Fully probabilistic seismic source inversion – Part 2: Modelling errors and station covariances
- 1Department of Earth and Environmental Sciences, Ludwig-Maximilians-Universität (LMU), Theresienstr. 41, 80333 Munich, Germany
- 2Munich Centre of Advanced Computing, Department of Informatics, Technische Universität München, Munich, Germany
- 3Leibniz Institute for Baltic Sea Research (IOW), Seestr. 15, 18119 Rostock, Germany
- 4Department of Earth Sciences, University of Oxford, South Parks Road, Oxford OX1 3AN, UK
Abstract. Seismic source inversion, a central task in seismology, is concerned with the estimation of earthquake source parameters and their uncertainties. Estimating uncertainties is particularly challenging because source inversion is a non-linear problem. In a companion paper, Stähler and Sigloch (2014) developed a method of fully Bayesian inference for source parameters, based on measurements of waveform cross-correlation between broadband, teleseismic body-wave observations and their modelled counterparts. This approach yields not only depth and moment tensor estimates but also source time functions.
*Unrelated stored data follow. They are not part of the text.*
//! The `src.json` manifest written at the end of every run.
//!
//! On disk it is a single JSON object keyed by post id, each value being a
//! `[source_url, file_url, status]` triple:
//!
//! ```json
//! {"8123": ["https://pixiv.net/...", "https://img3.gelbooru.com/...", "OK"]}
//! ```
use std::{
    fmt,
    path::{Path, PathBuf},
};

use ahash::AHashMap;
use log::debug;
use serde::{
    de::{MapAccess, Visitor},
    ser::SerializeMap,
    Deserialize, Deserializer, Serialize, Serializer,
};
use tokio::fs;

use super::error::QueueError;

pub const MANIFEST_FILE: &str = "src.json";

#[derive(Debug, Clone, Copy, PartialEq, Eq, Serialize, Deserialize)]
pub enum FetchStatus {
    #[serde(rename = "OK")]
    Ok,
    #[serde(rename = "ERROR")]
    Error,
}

/// Result of processing a single post during a run.
#[derive(Debug, Clone, PartialEq, Eq)]
pub struct FetchOutcome {
    pub post_id: u64,
    pub source_url: String,
    pub file_url: String,
    pub status: FetchStatus,
}

#[derive(Serialize, Deserialize)]
struct Entry(String, String, FetchStatus);

/// Insertion-ordered map of [`FetchOutcome`]s with unique post ids.
#[derive(Debug, Default, Clone)]
pub struct Manifest {
    entries: Vec<FetchOutcome>,
    index: AHashMap<u64, usize>,
}

impl Manifest {
    pub fn new() -> Self {
        Self::default()
    }

    /// Adds an outcome. Recording an id a second time replaces the old outcome in place.
    pub fn record(&mut self, outcome: FetchOutcome) {
        match self.index.get(&outcome.post_id) {
            Some(&pos) => self.entries[pos] = outcome,
            None => {
                self.index.insert(outcome.post_id, self.entries.len());
                self.entries.push(outcome);
            }
        }
    }

    pub fn get(&self, post_id: u64) -> Option<&FetchOutcome> {
        self.index.get(&post_id).map(|&pos| &self.entries[pos])
    }

    pub fn contains(&self, post_id: u64) -> bool {
        self.index.contains_key(&post_id)
    }

    pub fn iter(&self) -> impl Iterator<Item = &FetchOutcome> {
        self.entries.iter()
    }

    pub fn len(&self) -> usize {
        self.entries.len()
    }

    pub fn is_empty(&self) -> bool {
        self.entries.is_empty()
    }

    pub fn to_json(&self) -> Result<String, QueueError> {
        Ok(serde_json::to_string(self)?)
    }

    /// Writes the manifest to `<dir>/src.json`, replacing any previous one.
    pub async fn write(&self, dir: &Path) -> Result<PathBuf, QueueError> {
        let path = dir.join(MANIFEST_FILE);
        debug!("Writing {} entries to {}", self.len(), path.display());
        fs::write(&path, self.to_json()?).await?;
        Ok(path)
    }

    pub async fn read(path: &Path) -> Result<Self, QueueError> {
        let raw = fs::read(path).await?;
        serde_json::from_slice(&raw).map_err(|source| QueueError::ManifestDecodeError {
            file: path.display().to_string(),
            source,
        })
    }
}

impl Serialize for Manifest {
    fn serialize<S: Serializer>(&self, serializer: S) -> Result<S::Ok, S::Error> {
        let mut map = serializer.serialize_map(Some(self.entries.len()))?;
        for o in &self.entries {
            map.serialize_entry(
                &o.post_id,
                &Entry(o.source_url.clone(), o.file_url.clone(), o.status),
            )?;
        }
        map.end()
    }
}

struct ManifestVisitor;

impl<'de> Visitor<'de> for ManifestVisitor {
    type Value = Manifest;

    fn expecting(&self, f: &mut fmt::Formatter) -> fmt::Result {
        f.write_str("a map of post ids to [source, file_url, status]")
    }

    fn visit_map<A: MapAccess<'de>>(self, mut access: A) -> Result<Manifest, A::Error> {
        let mut manifest = Manifest::new();
        while let Some((post_id, Entry(source_url, file_url, status))) =
            access.next_entry::<u64, Entry>()?
        {
            manifest.record(FetchOutcome {
                post_id,
                source_url,
                file_url,
                status,
            });
        }
        Ok(manifest)
    }
}

impl<'de> Deserialize<'de> for Manifest {
    fn deserialize<D: Deserializer<'de>>(deserializer: D) -> Result<Self, D::Error> {
        deserializer.deserialize_map(ManifestVisitor)
    }
}

#[cfg(test)]
mod tests {
    use super::*;
    use tempdir::TempDir;

    fn outcome(id: u64, status: FetchStatus) -> FetchOutcome {
        FetchOutcome {
            post_id: id,
            source_url: format!("https://source/{id}"),
            file_url: format!("https://img/{id}.png"),
            status,
        }
    }

    #[test]
    fn serializes_as_id_keyed_triples() {
        let mut m = Manifest::new();
        m.record(outcome(5, FetchStatus::Ok));
        m.record(outcome(2, FetchStatus::Error));

        assert_eq!(
            m.to_json().unwrap(),
            r#"{"5":["https://source/5","https://img/5.png","OK"],"2":["https://source/2","https://img/2.png","ERROR"]}"#
        );
    }

    #[test]
    fn rerecording_keeps_position() {
        let mut m = Manifest::new();
        m.record(outcome(1, FetchStatus::Error));
        m.record(outcome(2, FetchStatus::Ok));
        m.record(outcome(1, FetchStatus::Ok));

        let ids: Vec<_> = m.iter().map(|o| o.post_id).collect();
        assert_eq!(ids, vec![1, 2]);
        assert_eq!(m.get(1).unwrap().status, FetchStatus::Ok);
    }

    #[tokio::test]
    async fn write_then_read_preserves_entries_and_order() {
        let dir = TempDir::new("manifest").unwrap();
        let mut m = Manifest::new();
        for id in [30, 10, 20] {
            m.record(outcome(id, FetchStatus::Ok));
        }
        m.record(outcome(40, FetchStatus::Error));

        let path = m.write(dir.path()).await.unwrap();
        assert_eq!(path, dir.path().join(MANIFEST_FILE));

        let back = Manifest::read(&path).await.unwrap();
        let got: Vec<_> = back.iter().cloned().collect();
        let want: Vec<_> = m.iter().cloned().collect();
        assert_eq!(got, want);
    }

    #[tokio::test]
    async fn reading_garbage_is_a_decode_error() {
        let dir = TempDir::new("manifest").unwrap();
        let path = dir.path().join(MANIFEST_FILE);
        tokio::fs::write(&path, b"[]").await.unwrap();

        assert!(matches!(
            Manifest::read(&path).await,
            Err(QueueError::ManifestDecodeError { .. })
        ));
    }
}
A prerequisite for Bayesian inference is the proper characterisation of the noise afflicting the measurements, a problem we address here. We show that, for realistic broadband body-wave seismograms, the systematic error due to an incomplete physical model affects waveform misfits more strongly than random, ambient background noise. In this situation, the waveform cross-correlation coefficient CC, or rather its decorrelation D = 1 − CC, performs more robustly as a misfit criterion than ℓp norms, more commonly used as sample-by-sample measures of misfit based on distances between individual time samples.
From a set of over 900 user-supervised, deterministic earthquake source solutions treated as a quality-controlled reference, we derive the noise distribution on signal decorrelation D = 1 − CC of the broadband seismogram fits between observed and modelled waveforms. The noise on D is found to approximately follow a log-normal distribution, a fortunate fact that readily accommodates the formulation of an empirical likelihood function for D for our multivariate problem. The first and second moments of this multivariate distribution are shown to depend mostly on the signal-to-noise ratio (SNR) of the CC measurements and on the back-azimuthal distances of seismic stations. By identifying and quantifying this likelihood function, we make D and thus waveform cross-correlation measurements usable for fully probabilistic sampling strategies, in source inversion and related applications such as seismic tomography.